LONDON (Reuters) - The Bank of England looks set to keep interest rates on ice this week, capping a sharp swing in the outlook for the British central bank, which might now struggle to convince investors that it will raise borrowing costs at all this year.
Unexpectedly weak economic data and cautious remarks from Governor Mark Carney have dashed what looked like near-certain expectations of a rate increase until a few weeks ago.
Since he joined the BoE in 2013, Carney has signalled several times that rates were likely to rise, only for economic data to go the wrong way.
With the prospects for Britain’s economy unclear and the terms of Britain’s departure from the European Union far from settled, Carney is likely to want to hedge his bets on Thursday.
The biggest challenge will be to keep the prospect of a further rate rise this year credible in the eyes of investors, who feel wrong-footed by a slowdown in the economy that may well prove temporary and by the BoE’s shifting guidance.
Sterling fell to its lowest since January against the U.S. dollar on Friday as markets priced diverging prospects for growth and interset rates on the two sides of the Atlantic.
“Resetting communication after sitting out a rate hike will be an uphill task for the Monetary Policy Committee,” Barclays economists Fabrice Montagne and Sreekala Kochugovindan said in a note to clients.
“It will have to make a convincing case that softness in Q1 ... is transitory,” they said. “Markets will likely be reluctant to adhere to the MPC’s rhetoric given the abrupt change in course witnessed shortly ahead of the May meeting.”
Heavy snow slowed the economies of much of Europe in March but growth was weakest in Britain, where Brexit-related pressures have squeezed consumer spending power and hurt the willingness of firms to sign off on major investments.
The BoE raised rates for the first time in more than a decade in November, and in February it said they might need to rise again more quickly than markets had expected, given the country’s long-term productivity problems.
In March, two policymakers voted for an increase and until a few weeks ago, most investors judged that the BoE was ready to join the U.S. Federal Reserve, which has been raising rates.

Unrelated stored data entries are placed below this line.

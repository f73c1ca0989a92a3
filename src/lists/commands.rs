//! State Container operations.
//!
//! Each successful mutation queues a write of the affected blob(s). Invalid
//! input returns an error or `false` and leaves the store untouched.

use super::errors::StoreError;
use super::helpers::{
    default_lists, find_item, find_list, find_list_mut, items_with_id_mut, new_id, now_ms,
    DEFAULT_LIST_ID,
};
use super::types::{clamp_quantity, sanitize_price, Category, Item, ItemPatch, List};
use super::{first_key, ListStore};
use crate::core::settings::Settings;
use crate::persistence::SnapshotPatch;

impl ListStore {
    /// Append a new item to a list. The name is trimmed and must not be blank.
    pub fn add_item(
        &mut self,
        list_id: &str,
        name: &str,
        category: Category,
    ) -> Result<Item, StoreError> {
        let name = name.trim();
        if name.is_empty() {
            return Err(StoreError::EmptyName);
        }

        let list = find_list_mut(&mut self.lists, list_id)
            .ok_or_else(|| StoreError::ListNotFound(list_id.to_string()))?;

        let item = Item {
            id: new_id(),
            item_name: name.to_string(),
            quantity: 1,
            price: 0.0,
            category,
            is_selected: false,
            added_at: now_ms(),
        };

        list.items.push(item.clone());
        tracing::debug!(target: "lists", list_id, item_id = %item.id, "Item added");

        self.persist_lists();
        Ok(item)
    }

    /// Merge `patch` into every item with `item_id`. Returns `false` for an
    /// unknown list or item, which is not an error: the caller may hold a
    /// stale id.
    pub fn update_item(&mut self, list_id: &str, item_id: &str, patch: ItemPatch) -> bool {
        let mut updated = 0;
        if let Some(list) = find_list_mut(&mut self.lists, list_id) {
            for item in items_with_id_mut(list, item_id) {
                apply_patch(item, &patch);
                updated += 1;
            }
        }

        if updated == 0 {
            tracing::debug!(target: "lists", list_id, item_id, "Update for unknown item ignored");
            return false;
        }

        self.persist_lists();
        true
    }

    /// Flip the completed state of an item.
    pub fn toggle_item(&mut self, list_id: &str, item_id: &str) -> bool {
        let selected = find_list(&self.lists, list_id)
            .and_then(|list| find_item(list, item_id))
            .map(|item| item.is_selected);

        match selected {
            Some(selected) => {
                self.update_item(list_id, item_id, ItemPatch::new().selected(!selected))
            }
            None => false,
        }
    }

    /// Add `delta` to an item's quantity, flooring at 0.
    pub fn adjust_quantity(&mut self, list_id: &str, item_id: &str, delta: i64) -> bool {
        let quantity = find_list(&self.lists, list_id)
            .and_then(|list| find_item(list, item_id))
            .map(|item| i64::from(item.quantity));

        match quantity {
            Some(quantity) => self.update_item(
                list_id,
                item_id,
                ItemPatch::new().quantity(quantity.saturating_add(delta)),
            ),
            None => false,
        }
    }

    pub fn delete_item(&mut self, list_id: &str, item_id: &str) -> bool {
        let Some(list) = find_list_mut(&mut self.lists, list_id) else {
            return false;
        };

        let before = list.items.len();
        list.items.retain(|item| item.id != item_id);
        if list.items.len() == before {
            return false;
        }

        tracing::debug!(target: "lists", list_id, item_id, "Item deleted");
        self.persist_lists();
        true
    }

    /// Create an empty list and make it the active one.
    pub fn create_list(&mut self, name: &str) -> Result<List, StoreError> {
        let name = name.trim();
        if name.is_empty() {
            return Err(StoreError::EmptyName);
        }

        let list = List {
            id: new_id(),
            name: name.to_string(),
            items: Vec::new(),
            created_at: now_ms(),
        };

        self.lists.insert(list.clone());
        self.active_list_id = list.id.clone();
        tracing::info!(target: "lists", list_id = %list.id, "List created");

        self.persistence.save(
            SnapshotPatch::lists(&self.lists).with_active_list_id(&self.active_list_id),
        );
        Ok(list)
    }

    /// Delete a list. The last remaining list can never be deleted.
    ///
    /// If the deleted list was active, the first remaining list (in insertion
    /// order) becomes active.
    pub fn delete_list(&mut self, list_id: &str) -> Result<(), StoreError> {
        if find_list(&self.lists, list_id).is_none() {
            return Err(StoreError::ListNotFound(list_id.to_string()));
        }
        if self.lists.len() <= 1 {
            return Err(StoreError::LastList);
        }

        self.lists.remove(list_id);
        tracing::info!(target: "lists", list_id, "List deleted");

        if self.active_list_id == list_id {
            self.active_list_id = first_key(&self.lists);
            self.persistence.save(
                SnapshotPatch::lists(&self.lists).with_active_list_id(&self.active_list_id),
            );
        } else {
            self.persist_lists();
        }
        Ok(())
    }

    pub fn set_active_list(&mut self, list_id: &str) -> Result<(), StoreError> {
        if find_list(&self.lists, list_id).is_none() {
            return Err(StoreError::ListNotFound(list_id.to_string()));
        }

        self.active_list_id = list_id.to_string();
        self.persistence
            .save(SnapshotPatch::active_list_id(&self.active_list_id));
        Ok(())
    }

    pub fn set_dark_mode(&mut self, enabled: bool) {
        self.settings.dark_mode = enabled;
        self.persist_settings();
    }

    /// Returns `true` when notifications were just switched on, so the caller
    /// can schedule a reminder.
    pub fn set_notifications_enabled(&mut self, enabled: bool) -> bool {
        let switched_on = enabled && !self.settings.notifications_enabled;
        self.settings.notifications_enabled = enabled;
        self.persist_settings();
        switched_on
    }

    pub fn set_show_completed(&mut self, show: bool) {
        self.settings.show_completed = show;
        self.persist_settings();
    }

    /// Wipe stored data and return to a single empty default list with
    /// default settings. Irreversible; callers must confirm first.
    pub fn reset_all(&mut self) {
        self.persistence.clear();

        self.lists = default_lists();
        self.active_list_id = DEFAULT_LIST_ID.to_string();
        self.settings = Settings::default();
        tracing::info!(target: "lists", "All data reset");

        self.persist_all();
    }

    pub(super) fn persist_all(&self) {
        self.persistence.save(
            SnapshotPatch::lists(&self.lists)
                .with_active_list_id(&self.active_list_id)
                .with_settings(&self.settings),
        );
    }

    fn persist_lists(&self) {
        self.persistence.save(SnapshotPatch::lists(&self.lists));
    }

    fn persist_settings(&self) {
        self.persistence.save(SnapshotPatch::settings(&self.settings));
    }
}

fn apply_patch(item: &mut Item, patch: &ItemPatch) {
    if let Some(name) = patch.item_name.as_deref() {
        let name = name.trim();
        if !name.is_empty() {
            item.item_name = name.to_string();
        }
    }
    if let Some(quantity) = patch.quantity {
        item.quantity = clamp_quantity(quantity);
    }
    if let Some(price) = patch.price {
        item.price = sanitize_price(price);
    }
    if let Some(category) = patch.category {
        item.category = category;
    }
    if let Some(selected) = patch.is_selected {
        item.is_selected = selected;
    }
}
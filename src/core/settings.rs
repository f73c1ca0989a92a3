use serde::{Deserialize, Serialize};

/// User preferences, persisted separately from the lists.
#[derive(Debug, Clone, Copy, PartialEq, Eq, Serialize, Deserialize)]
#[serde(rename_all = "camelCase")]
pub struct Settings {
    #[serde(default)]
    pub dark_mode: bool,
    #[serde(default)]
    pub notifications_enabled: bool,
    #[serde(default = "default_show_completed")]
    pub show_completed: bool,
}

fn default_show_completed() -> bool {
    true
}

impl Default for Settings {
    fn default() -> Self {
        Self {
            dark_mode: false,
            notifications_enabled: false,
            show_completed: default_show_completed(),
        }
    }
}

/// A partial settings record, as found in import documents.
/// Absent fields leave the current value untouched.
#[derive(Debug, Clone, Copy, Default, PartialEq, Eq, Serialize, Deserialize)]
#[serde(rename_all = "camelCase")]
pub struct SettingsPatch {
    #[serde(default, skip_serializing_if = "Option::is_none")]
    pub dark_mode: Option<bool>,
    #[serde(default, skip_serializing_if = "Option::is_none")]
    pub notifications_enabled: Option<bool>,
    #[serde(default, skip_serializing_if = "Option::is_none")]
    pub show_completed: Option<bool>,
}

impl Settings {
    /// Merge a partial record into these settings, field by field.
    pub fn merged(self, patch: SettingsPatch) -> Self {
        Self {
            dark_mode: patch.dark_mode.unwrap_or(self.dark_mode),
            notifications_enabled: patch
                .notifications_enabled
                .unwrap_or(self.notifications_enabled),
            show_completed: patch.show_completed.unwrap_or(self.show_completed),
        }
    }
}

/// Parse a persisted settings blob. Missing fields take their defaults.
pub fn parse_settings(contents: &str) -> Result<Settings, serde_json::Error> {
    serde_json::from_str(contents)
}
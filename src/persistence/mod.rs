//! Persistence adapter: three independently stored blobs.
//!
//! Reads are synchronous and happen once at startup. Writes go through the
//! background [`PersistWriter`] and never report failure to the caller.

pub mod kv;
pub mod writer;

use crate::core::config::PersistenceConfig;
use crate::core::settings::{parse_settings, Settings};
use crate::lists::helpers::{default_lists, DEFAULT_LIST_ID};
use crate::lists::types::ListMap;
use kv::{KeyValueStore, MemoryStore};
use std::sync::Arc;
use writer::PersistWriter;

pub const LISTS_KEY: &str = "shopping_lists";
pub const ACTIVE_LIST_KEY: &str = "current_list_id";
pub const SETTINGS_KEY: &str = "shopping_app_settings";

const ALL_KEYS: [&str; 3] = [LISTS_KEY, ACTIVE_LIST_KEY, SETTINGS_KEY];

/// Everything read back from storage, each part already defaulted on its own.
#[derive(Debug, Clone, PartialEq)]
pub struct Snapshot {
    pub lists: ListMap,
    pub active_list_id: String,
    pub settings: Settings,
}

impl Default for Snapshot {
    fn default() -> Self {
        Self {
            lists: default_lists(),
            active_list_id: DEFAULT_LIST_ID.to_string(),
            settings: Settings::default(),
        }
    }
}

/// The parts of a snapshot to write. Absent parts are left as stored.
#[derive(Debug, Clone, Copy, Default)]
pub struct SnapshotPatch<'a> {
    pub lists: Option<&'a ListMap>,
    pub active_list_id: Option<&'a str>,
    pub settings: Option<&'a Settings>,
}

impl<'a> SnapshotPatch<'a> {
    pub fn lists(lists: &'a ListMap) -> Self {
        Self {
            lists: Some(lists),
            ..Default::default()
        }
    }

    pub fn active_list_id(id: &'a str) -> Self {
        Self {
            active_list_id: Some(id),
            ..Default::default()
        }
    }

    pub fn settings(settings: &'a Settings) -> Self {
        Self {
            settings: Some(settings),
            ..Default::default()
        }
    }

    pub fn with_active_list_id(mut self, id: &'a str) -> Self {
        self.active_list_id = Some(id);
        self
    }

    pub fn with_settings(mut self, settings: &'a Settings) -> Self {
        self.settings = Some(settings);
        self
    }
}

pub struct Persistence {
    kv: Arc<dyn KeyValueStore>,
    writer: PersistWriter,
}

impl Persistence {
    pub fn new(kv: Arc<dyn KeyValueStore>, config: PersistenceConfig) -> Self {
        let writer = PersistWriter::spawn(kv.clone(), config);
        Self { kv, writer }
    }

    /// Backed by a fresh [`MemoryStore`]; nothing outlives the process.
    pub fn in_memory() -> Self {
        Self::new(Arc::new(MemoryStore::new()), PersistenceConfig::default())
    }

    /// Read all three blobs. Each one that is missing or corrupt falls back to
    /// its own default without affecting the others.
    pub fn load(&self) -> Snapshot {
        let defaults = Snapshot::default();

        let lists = self
            .read_blob(LISTS_KEY, |raw| serde_json::from_str::<ListMap>(raw))
            .unwrap_or(defaults.lists);

        let active_list_id = self
            .read_blob(ACTIVE_LIST_KEY, |raw| {
                Ok::<_, std::convert::Infallible>(raw.trim().to_string())
            })
            .filter(|id| !id.is_empty())
            .unwrap_or(defaults.active_list_id);

        let settings = self
            .read_blob(SETTINGS_KEY, parse_settings)
            .unwrap_or(defaults.settings);

        tracing::info!(
            target: "persistence",
            lists = lists.len(),
            active_list_id = %active_list_id,
            "Snapshot loaded"
        );

        Snapshot {
            lists,
            active_list_id,
            settings,
        }
    }

    fn read_blob<T, E: std::fmt::Display>(
        &self,
        key: &str,
        parse: impl FnOnce(&str) -> Result<T, E>,
    ) -> Option<T> {
        let raw = match self.kv.get(key) {
            Ok(Some(raw)) => raw,
            Ok(None) => {
                tracing::debug!(target: "persistence", key, "Entry not found, using default");
                return None;
            }
            Err(e) => {
                tracing::warn!(target: "persistence", key, "Failed to read entry, using default: {}", e);
                return None;
            }
        };

        match parse(&raw) {
            Ok(value) => Some(value),
            Err(e) => {
                tracing::warn!(target: "persistence", key, "Failed to parse entry, using default: {}", e);
                None
            }
        }
    }

    /// Queue writes for the provided parts. Failures are logged, never returned.
    pub fn save(&self, patch: SnapshotPatch<'_>) {
        if let Some(lists) = patch.lists {
            match serde_json::to_string(lists) {
                Ok(json) => self.writer.put(LISTS_KEY, json),
                Err(e) => tracing::error!(target: "persistence", "Failed to serialize lists: {}", e),
            }
        }

        if let Some(id) = patch.active_list_id {
            self.writer.put(ACTIVE_LIST_KEY, id.to_string());
        }

        if let Some(settings) = patch.settings {
            match serde_json::to_string(settings) {
                Ok(json) => self.writer.put(SETTINGS_KEY, json),
                Err(e) => tracing::error!(target: "persistence", "Failed to serialize settings: {}", e),
            }
        }
    }

    /// Remove every stored blob, discarding writes not yet flushed.
    pub fn clear(&self) {
        tracing::info!(target: "persistence", "Clearing stored data");
        self.writer.clear(&ALL_KEYS);
    }

    /// Block until all queued writes have reached the backend.
    pub fn flush(&self) {
        self.writer.flush();
    }
}

impl std::fmt::Debug for Persistence {
    fn fmt(&self, f: &mut std::fmt::Formatter<'_>) -> std::fmt::Result {
        f.debug_struct("Persistence").field("kv", &self.kv).finish()
    }
}

#[cfg(test)]
mod tests {
    use super::*;
    use crate::lists::types::List;

    fn persistence_over(kv: Arc<MemoryStore>) -> Persistence {
        Persistence::new(kv, PersistenceConfig::default())
    }

    #[test]
    fn test_load_empty_store_gives_defaults() {
        let persistence = Persistence::in_memory();
        let snapshot = persistence.load();

        assert_eq!(snapshot.lists.len(), 1);
        assert_eq!(snapshot.active_list_id, DEFAULT_LIST_ID);
        assert_eq!(snapshot.settings, Settings::default());
    }

    #[test]
    fn test_corrupt_settings_do_not_affect_lists() {
        let kv = Arc::new(MemoryStore::with_entries([
            (LISTS_KEY, r#"{"weekly": {"name": "Weekly", "items": []}}"#),
            (ACTIVE_LIST_KEY, "weekly"),
            (SETTINGS_KEY, "{not json"),
        ]));
        let snapshot = persistence_over(kv).load();

        assert_eq!(snapshot.lists.first().unwrap().name, "Weekly");
        assert_eq!(snapshot.active_list_id, "weekly");
        assert_eq!(snapshot.settings, Settings::default());
    }

    #[test]
    fn test_corrupt_lists_do_not_affect_settings() {
        let kv = Arc::new(MemoryStore::with_entries([
            (LISTS_KEY, "[1, 2"),
            (SETTINGS_KEY, r#"{"darkMode": true}"#),
        ]));
        let snapshot = persistence_over(kv).load();

        assert_eq!(snapshot.lists.first().unwrap().id, DEFAULT_LIST_ID);
        assert!(snapshot.settings.dark_mode);
        assert!(snapshot.settings.show_completed);
    }

    #[test]
    fn test_save_writes_only_provided_parts() {
        let kv = Arc::new(MemoryStore::new());
        let persistence = persistence_over(kv.clone());

        let lists: ListMap = std::iter::once(List {
            id: "a".to_string(),
            name: "A".to_string(),
            items: Vec::new(),
            created_at: 0,
        })
        .collect();

        persistence.save(SnapshotPatch::lists(&lists).with_active_list_id("a"));
        persistence.flush();

        assert!(kv.get(LISTS_KEY).unwrap().is_some());
        assert_eq!(kv.get(ACTIVE_LIST_KEY).unwrap().as_deref(), Some("a"));
        assert!(kv.get(SETTINGS_KEY).unwrap().is_none());

        let reloaded = persistence.load();
        assert_eq!(reloaded.lists, lists);
    }

    #[test]
    fn test_clear_removes_all_blobs() {
        let kv = Arc::new(MemoryStore::with_entries([
            (LISTS_KEY, "{}"),
            (ACTIVE_LIST_KEY, "x"),
            (SETTINGS_KEY, "{}"),
        ]));
        let persistence = persistence_over(kv.clone());

        persistence.clear();
        persistence.flush();

        for key in ALL_KEYS {
            assert!(kv.get(key).unwrap().is_none());
        }
    }
}
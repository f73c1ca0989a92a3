//! Durable key-value backends for the persistence adapter.
//!
//! Values are opaque strings; the adapter decides what goes in them.

use crate::shared::errors::StorageError;
use crate::shared::paths::ensure_dir;
use std::collections::HashMap;
use std::fmt::Debug;
use std::path::PathBuf;
use std::sync::Mutex;

/// A simple string key-value store.
///
/// All methods take `&self` so implementations can be shared with the
/// background writer thread.
pub trait KeyValueStore: Send + Sync + Debug {
    /// Returns `Ok(None)` if the key does not exist.
    fn get(&self, key: &str) -> Result<Option<String>, StorageError>;

    /// Insert or replace a value.
    fn put(&self, key: &str, value: &str) -> Result<(), StorageError>;

    /// Returns `Ok(())` even if the key did not exist.
    fn remove(&self, key: &str) -> Result<(), StorageError>;
}

/// One `<key>.json` file per key inside a data directory.
#[derive(Debug, Clone)]
pub struct FileStore {
    dir: PathBuf,
}

impl FileStore {
    pub fn new(dir: impl Into<PathBuf>) -> Self {
        Self { dir: dir.into() }
    }

    pub fn dir(&self) -> &PathBuf {
        &self.dir
    }

    fn path_for(&self, key: &str) -> PathBuf {
        self.dir.join(format!("{}.json", key))
    }
}

impl KeyValueStore for FileStore {
    fn get(&self, key: &str) -> Result<Option<String>, StorageError> {
        let path = self.path_for(key);
        if !path.exists() {
            return Ok(None);
        }

        Ok(Some(std::fs::read_to_string(path)?))
    }

    fn put(&self, key: &str, value: &str) -> Result<(), StorageError> {
        ensure_dir(&self.dir)
            .map_err(|e| StorageError::directory(format!("{}: {}", self.dir.display(), e)))?;

        std::fs::write(self.path_for(key), value)?;
        Ok(())
    }

    fn remove(&self, key: &str) -> Result<(), StorageError> {
        let path = self.path_for(key);
        if path.exists() {
            std::fs::remove_file(path)?;
        }
        Ok(())
    }
}

/// In-memory backend for tests and runs without a data directory.
#[derive(Debug, Default)]
pub struct MemoryStore {
    entries: Mutex<HashMap<String, String>>,
}

impl MemoryStore {
    pub fn new() -> Self {
        Self::default()
    }

    /// Build a store that already holds the given entries.
    pub fn with_entries<I, K, V>(entries: I) -> Self
    where
        I: IntoIterator<Item = (K, V)>,
        K: Into<String>,
        V: Into<String>,
    {
        Self {
            entries: Mutex::new(
                entries
                    .into_iter()
                    .map(|(k, v)| (k.into(), v.into()))
                    .collect(),
            ),
        }
    }
}

impl KeyValueStore for MemoryStore {
    fn get(&self, key: &str) -> Result<Option<String>, StorageError> {
        let entries = self
            .entries
            .lock()
            .map_err(|e| StorageError::lock(e.to_string()))?;
        Ok(entries.get(key).cloned())
    }

    fn put(&self, key: &str, value: &str) -> Result<(), StorageError> {
        let mut entries = self
            .entries
            .lock()
            .map_err(|e| StorageError::lock(e.to_string()))?;
        entries.insert(key.to_string(), value.to_string());
        Ok(())
    }

    fn remove(&self, key: &str) -> Result<(), StorageError> {
        let mut entries = self
            .entries
            .lock()
            .map_err(|e| StorageError::lock(e.to_string()))?;
        entries.remove(key);
        Ok(())
    }
}

#[cfg(test)]
mod tests {
    use super::*;

    #[test]
    fn test_file_store_missing_key_is_none() {
        let tmp = tempfile::tempdir().unwrap();
        let store = FileStore::new(tmp.path());
        assert!(store.get("shopping_lists").unwrap().is_none());
    }

    #[test]
    fn test_file_store_put_creates_directory() {
        let tmp = tempfile::tempdir().unwrap();
        let store = FileStore::new(tmp.path().join("nested"));

        store.put("current_list_id", "default").unwrap();

        assert_eq!(
            store.get("current_list_id").unwrap().as_deref(),
            Some("default")
        );
        assert!(tmp.path().join("nested").join("current_list_id.json").exists());
    }

    #[test]
    fn test_file_store_remove_missing_is_ok() {
        let tmp = tempfile::tempdir().unwrap();
        let store = FileStore::new(tmp.path());
        store.remove("nothing").unwrap();
    }

    #[test]
    fn test_memory_store_overwrites_and_removes() {
        let store = MemoryStore::with_entries([("a", "1")]);
        store.put("a", "2").unwrap();
        assert_eq!(store.get("a").unwrap().as_deref(), Some("2"));

        store.remove("a").unwrap();
        assert!(store.get("a").unwrap().is_none());
    }
}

But late last month, data started to raise doubts. Inflation fell faster than the BoE had expected and the economy grew at its slowest annual rate in five years in early 2018.
The central bank could choose to ignore the recently weak growth and take a longer-term view, with unemployment at its lowest since 1975 and some measures of wage growth inching up.
Economists polled by Reuters expect that only the two policymakers who backed a rate rise in March - Michael Saunders and Ian McCafferty - will vote to tighten policy this month.
Financial markets are barely pricing in a 50 percent chance of a rate rise by August and have slight doubts whether rates will increase at all this year BOEWATCH.
The BoE may not be comfortable with this scaling-back of interest rate expectations, which has the potential to fuel inflation through a weaker pound and cheaper credit.
Economists think it will trim its comparatively high growth and inflation forecasts for this year, but still forecast inflation above its 2 percent target over the medium term and economic growth of around 0.4 percent a quarter.
“(This) would point to the gradual tightening of monetary policy being delayed rather than abandoned,” economist Howard Archer of consultants EY ITEM Club said.
Investec economist Philip Shaw said the BoE would avoid pinning itself down.
“At this juncture, the MPC does not have to take a heroic view over whether the economy’s current sluggishness is temporary or something more malign ... (and) Dr Carney will stress the uncertainties connected with recent soft data.”
But others think Carney may have missed the boat if he wants to raise rates again before he is due to leave the BoE in June 2019, saying growth will look increasingly shaky as Britain’s March 2019 departure date from the EU approaches.
“Delaying the next hike will eventually lead to not being able to deliver it at all,” Barclays said.